I work in care, so I can go to a coupe with another carer. That makes 4 of us altogether. So I can work in a home I don't really know but carnt go visit the other carer in her home. Then people wonder why other don't obey rules, because they don't make sense.

Ellianne Mon 14-Dec-20 10:27:50

Hypno

Absolutely fed up ........but muddled messages and illogical rules from government have not helped. But I am astonished at how selfish and in denial people are and their arrogance at criticising people who are being careful!!

If you read carefully on here Hypno you will see that none of the posters criticised thos

jaylucy Mon 14-Dec-20 10:26:03

There is a core of people all the way through that have just carried on as if nothing is different and sadly .no one has tried to pick out these people and shut them in a room all together - if they did, reckon that we wouldn't be in the state that we are now!

JenniferEccles Mon 14-Dec-20 10:24:07

Along with the obvious delight when we are beginning to see the end of this awful virus and all the restrictions surrounding it, I shall be most pleased to see the end of all these threads complaining about neighbours allegedly flouting the rules.
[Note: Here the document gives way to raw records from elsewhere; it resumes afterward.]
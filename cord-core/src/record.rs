//! Validated record model.

use chrono::{Datelike, NaiveDate};

use crate::features::word_count;

/// One document's metadata after cleaning.
///
/// Constructed only through [`ValidatedRecord::new`], which rejects blank
/// titles. `year` is computed from `publish_date` at construction and never
/// set independently, so `year == publish_date.year()` always holds.
///
/// The two word-count fields start at zero and are filled by
/// [`crate::features::derive_features`].
#[derive(Debug, Clone, PartialEq, Eq)]
pub struct ValidatedRecord {
    title: String,
    abstract_text: String,
    publish_date: NaiveDate,
    year: i32,
    journal: Option<String>,
    source: Option<String>,
    abstract_word_count: usize,
    title_word_count: usize,
}

impl ValidatedRecord {
    /// Creates a record, or `None` if `title` is empty or whitespace-only.
    ///
    /// Blank `journal`/`source` values are stored as `None`.
    pub fn new(
        title: impl Into<String>,
        abstract_text: impl Into<String>,
        publish_date: NaiveDate,
        journal: Option<String>,
        source: Option<String>,
    ) -> Option<Self> {
        let title = title.into();
        if title.trim().is_empty() {
            return None;
        }

        Some(Self {
            title,
            abstract_text: abstract_text.into(),
            publish_date,
            year: publish_date.year(),
            journal: journal.filter(|j| !j.trim().is_empty()),
            source: source.filter(|s| !s.trim().is_empty()),
            abstract_word_count: 0,
            title_word_count: 0,
        })
    }

    /// Fills both word-count fields from the current text. Idempotent.
    #[inline]
    pub fn derive_word_counts(&mut self) {
        self.title_word_count = word_count(&self.title);
        self.abstract_word_count = word_count(&self.abstract_text);
    }

    /// By-value form of [`ValidatedRecord::derive_word_counts`].
    #[must_use]
    pub fn enriched(mut self) -> Self {
        self.derive_word_counts();
        self
    }

    /// Non-blank title.
    #[inline]
    pub fn title(&self) -> &str {
        &self.title
    }

    /// Abstract text; empty when the raw row had none.
    #[inline]
    pub fn abstract_text(&self) -> &str {
        &self.abstract_text
    }

    /// Parsed publication date.
    #[inline]
    pub fn publish_date(&self) -> NaiveDate {
        self.publish_date
    }

    /// Year of [`ValidatedRecord::publish_date`].
    #[inline]
    pub fn year(&self) -> i32 {
        self.year
    }

    /// Journal name, if the row had one.
    #[inline]
    pub fn journal(&self) -> Option<&str> {
        self.journal.as_deref()
    }

    /// Source collection, if the row had one.
    #[inline]
    pub fn source(&self) -> Option<&str> {
        self.source.as_deref()
    }

    /// Whitespace-separated words in the abstract. Zero until enriched.
    #[inline]
    pub fn abstract_word_count(&self) -> usize {
        self.abstract_word_count
    }

    /// Whitespace-separated words in the title. Zero until enriched, at least one after.
    #[inline]
    pub fn title_word_count(&self) -> usize {
        self.title_word_count
    }

    /// Returns `true` once word counts have been derived.
    #[inline]
    pub fn is_enriched(&self) -> bool {
        self.title_word_count > 0
    }
}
We have no way of knowing what is going on in other people’s lives, but that hasn’t stopped thread after thread appearing, right from the very beginning of the pandemic telling all and sundry about their neighbours comings and goings plus how many visitors they have had.

Unless there is a large party going on, which I would definitely report, I think we should all just get on with our own lives and not bother ourselves with what our neighbours are doing.

We have no way of knowing what is going on in people’s lives have we ? They could be facing a family emergency and need support.

My family will always be my top priority regardless of what the latest rules and guidelines say.

Hypno Mon 14-Dec-20 10:24:06

Absolutely fed up ........but muddled messages and illogical rules from government have not helped. But I am astonished at how selfish and in denial people are and their arrogance at criticising people who are being careful!!

sandwichgeneration Mon 14-Dec-20 10:22:35

It seems that some people who get caught out can get unpaid leave for 6 months and go on an expensive holiday abroad.

Lazyriver Mon 14-Dec-20 10:22:23

I wear a mask out of respect for others, not because I think it will protect me.
I stick to the rules out of respect for others, not because I think they are sensible or make any sense.
To put myself at risk is to put others close to me at risk. I am cautious all of the time, and no I haven't shut myself away for a year, and yes I have worked through the lockdowns.
I don't expect rounds of applause, I just expect others to treat me with the same respect as I offer them.

Mooney59 Mon 14-Dec-20 10:18:20

Think best to get on with your life and not stress about what others are doing. Stress and worry more likely to ruin your life than this thing.